Ichikawa expressed that the narrator (Tamura) couldn't be a cannibal because then he would have crossed the ultimate low. Ichikawa consulted with his wife (Natto Wada, also the screenwriter for Fires on the Plain), and they decided against having him eat human flesh. As a result, Tamura never eats any of the human meat in the film because his teeth were falling out.[16]

Distribution

Fires on the Plain was released November 3rd, 1959 in Japan, and July 25th, 1962 in America.

It was released on June 6, 2000 for Homevision tape.[17] Then it was released as part of the Criterion Collection in March 13,[18] 2007.[19] The disc includes a video interview with Kon Ichikawa and Mickey Curtis. Also included is a video introduction with Japanese film scholar Donald Richie and a booklet with an essay on Fires on the Plain by Chuck Stephens. The film was digitally restored from a Spirit Datacine 35mm composite fine-grain master positive print.[20] The sound was restored from a 35mm optical soundtrack.[21] It was co-released by the Criterion Collection with another Ichikawa film, The Burmese Harp.[22]

Reception

In its early release in the United States, many American critics dismissed Fires on the Plain as a gratuitously bleak anti-war film.[23] In 1963, New York Times film critic Bosley Crowther gave the film a quite harsh description, writing "Never have I seen a more grisly and physically repulsive film than 'Fires on the Plain.'" He continued, "So purposefully putrid is it, so full of degradation and death... that I doubt if anyone can sit through it without becoming a little bit ill... That's how horrible it is." He notes however, "this is a tribute to its maker, for it is perfectly obvious to me that Kon Ichikawa, the director, intended it to be a brutally realistic contemplation of one aspect of war." He points out, "...with all the horror in it, there are snatches of poetry, too..." He ends the review commenting that the only audience who would enjoy the film were those with bitter memories towards the Japanese held over from World War Two.[24]

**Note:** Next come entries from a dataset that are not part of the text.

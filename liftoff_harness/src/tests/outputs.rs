// Copyright 2026 the Liftoff Authors
// SPDX-License-Identifier: Apache-2.0 OR MIT

//! Two outputs sharing one pool of planes.

use liftoff_core::plane::PlaneKind;

use super::{commit, device, layer};
use crate::{CRTC_ID, MockKms};

#[test]
fn second_output_leaves_the_first_ones_plane_alone() {
    let mut kms = MockKms::new();
    let crtc_b = kms.create_crtc();
    let primary_a = kms.create_plane(PlaneKind::Primary);
    let primary_b = kms.create_plane(PlaneKind::Primary);
    let overlay = kms.create_plane(PlaneKind::Overlay);
    kms.set_possible_crtcs(primary_a, 0b01);
    kms.set_possible_crtcs(primary_b, 0b10);
    let mut device = device(kms);
    let a = device.create_output(CRTC_ID).unwrap();
    let b = device.create_output(crtc_b).unwrap();

    let on_a = layer(&mut device, a, 0, 0, 1920, 1080);
    device.kms_mut().add_compatible_layer(overlay, on_a);
    commit(&mut device, a);
    assert_eq!(device.layer(on_a).plane(), Some(overlay));

    // The B layer would fit every plane, but the overlay is taken and the
    // A primary cannot drive B.
    let on_b = layer(&mut device, b, 0, 0, 1920, 1080);
    for plane in [primary_a, primary_b, overlay] {
        device.kms_mut().add_compatible_layer(plane, on_b);
    }
    commit(&mut device, b);
    assert_eq!(device.layer(on_b).plane(), Some(primary_b));
    assert_eq!(device.kms().plane_layer(primary_b), Some(on_b));
    assert_eq!(device.kms().plane_layer(primary_a), None);

    // A keeps scanning out through the overlay.
    assert_eq!(device.layer(on_a).plane(), Some(overlay));
    assert_eq!(device.kms().plane_layer(overlay), Some(on_a));
    assert_eq!(
        device.kms().plane_property(overlay, "CRTC_ID"),
        Some(u64::from(CRTC_ID))
    );
    assert!(!device.output_needs_composition(a));
    assert!(!device.output_needs_composition(b));
}

#[test]
fn planes_reject_crtcs_outside_their_mask() {
    let mut kms = MockKms::new();
    let crtc_b = kms.create_crtc();
    let primary_a = kms.create_plane(PlaneKind::Primary);
    kms.set_possible_crtcs(primary_a, 0b01);
    let mut device = device(kms);
    let b = device.create_output(crtc_b).unwrap();
    let id = layer(&mut device, b, 0, 0, 1920, 1080);
    device.kms_mut().add_compatible_layer(primary_a, id);

    commit(&mut device, b);
    assert_eq!(device.layer(id).plane(), None);
    assert!(device.layer(id).needs_composition());
}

A 1961 Variety review also cautioned that the films bleakness made it a difficult film to promote to audiences, commenting that it "goes much farther than the accepted war masterpieces in detailing for humanity in crisis." Variety's review is more positive than the New York Times, calling it, "one of the most searing pacifistic comments on war yet made... it is a bone hard, forthright film. It is thus a difficult vehicle but one that should find its place."[25]

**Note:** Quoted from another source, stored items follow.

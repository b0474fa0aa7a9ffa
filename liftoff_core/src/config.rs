// Copyright 2026 the Liftoff Authors
// SPDX-License-Identifier: Apache-2.0 OR MIT

//! Allocator tuning.

/// Device-wide allocator settings.
#[derive(Clone, Copy, Debug, PartialEq, Eq)]
pub struct AllocatorConfig {
    /// Search budget, in nanoseconds, for applies that do not pass their own.
    pub default_timeout_ns: u64,
    /// Number of applies between layer priority promotions.
    pub priority_period: u32,
}

impl AllocatorConfig {
    /// 1 ms search budget, priorities promoted every 60 frames.
    pub const DEFAULT: Self = Self {
        default_timeout_ns: 1_000_000,
        priority_period: 60,
    };

    /// Returns a copy with a different default search budget.
    #[must_use]
    pub const fn with_default_timeout_ns(mut self, timeout_ns: u64) -> Self {
        self.default_timeout_ns = timeout_ns;
        self
    }

    /// Returns a copy with a different priority period.
    ///
    /// # Panics
    ///
    /// Panics if `frames` is zero.
    #[must_use]
    pub const fn with_priority_period(mut self, frames: u32) -> Self {
        assert!(frames > 0, "priority period must be at least one frame");
        self.priority_period = frames;
        self
    }
}

impl Default for AllocatorConfig {
    fn default() -> Self {
        Self::DEFAULT
    }
}

/// Per-call options for [`Device::apply`](crate::device::Device::apply).
#[derive(Clone, Copy, Debug, Default, PartialEq, Eq)]
pub struct ApplyOptions {
    /// Search budget in nanoseconds. `None` and `Some(0)` both use
    /// [`AllocatorConfig::default_timeout_ns`].
    pub timeout_ns: Option<u64>,
}

impl ApplyOptions {
    /// Options with an explicit search budget.
    #[must_use]
    pub const fn with_timeout_ns(timeout_ns: u64) -> Self {
        Self {
            timeout_ns: Some(timeout_ns),
        }
    }

    pub(crate) const fn resolve_timeout_ns(&self, config: &AllocatorConfig) -> u64 {
        match self.timeout_ns {
            Some(0) | None => config.default_timeout_ns,
            Some(ns) => ns,
        }
    }
}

Audie Bock points out that in the novel the narrator is in Japan with a Christian view of life, while the film ends with Tamura walking, hands up into gunfire.[26] When first shown in London, critics complained about this changed ending. By ending with the hero in a hospital meditating on the past, the novel implied a faith in man and the possibility of progress. However Ichikawa's film rejects faith. Tamura puts his faith in man by walking towards the villagers, and he is shot. The individual Tamura may be purified at the end of the film, but the world and mankind are not.[27]

Ichikawa has been called a cinematic entomologist because he "studies, dissects and manipulates" his human characters. Max Tessier calls Fires on the Plain the summit of this tendency in Ichikawa's work, and "one of the blackest films ever made." Tessier continues that by criticizing the loss of humanity which war causes, the film remains humanist.[28] James Quandt calls Ichikawa a materialist, noting that he represents abstract concepts in simple objects. In Fires on the Plain, life and death are carried by Tamura in the objects of salt and a grenade respectively.[29]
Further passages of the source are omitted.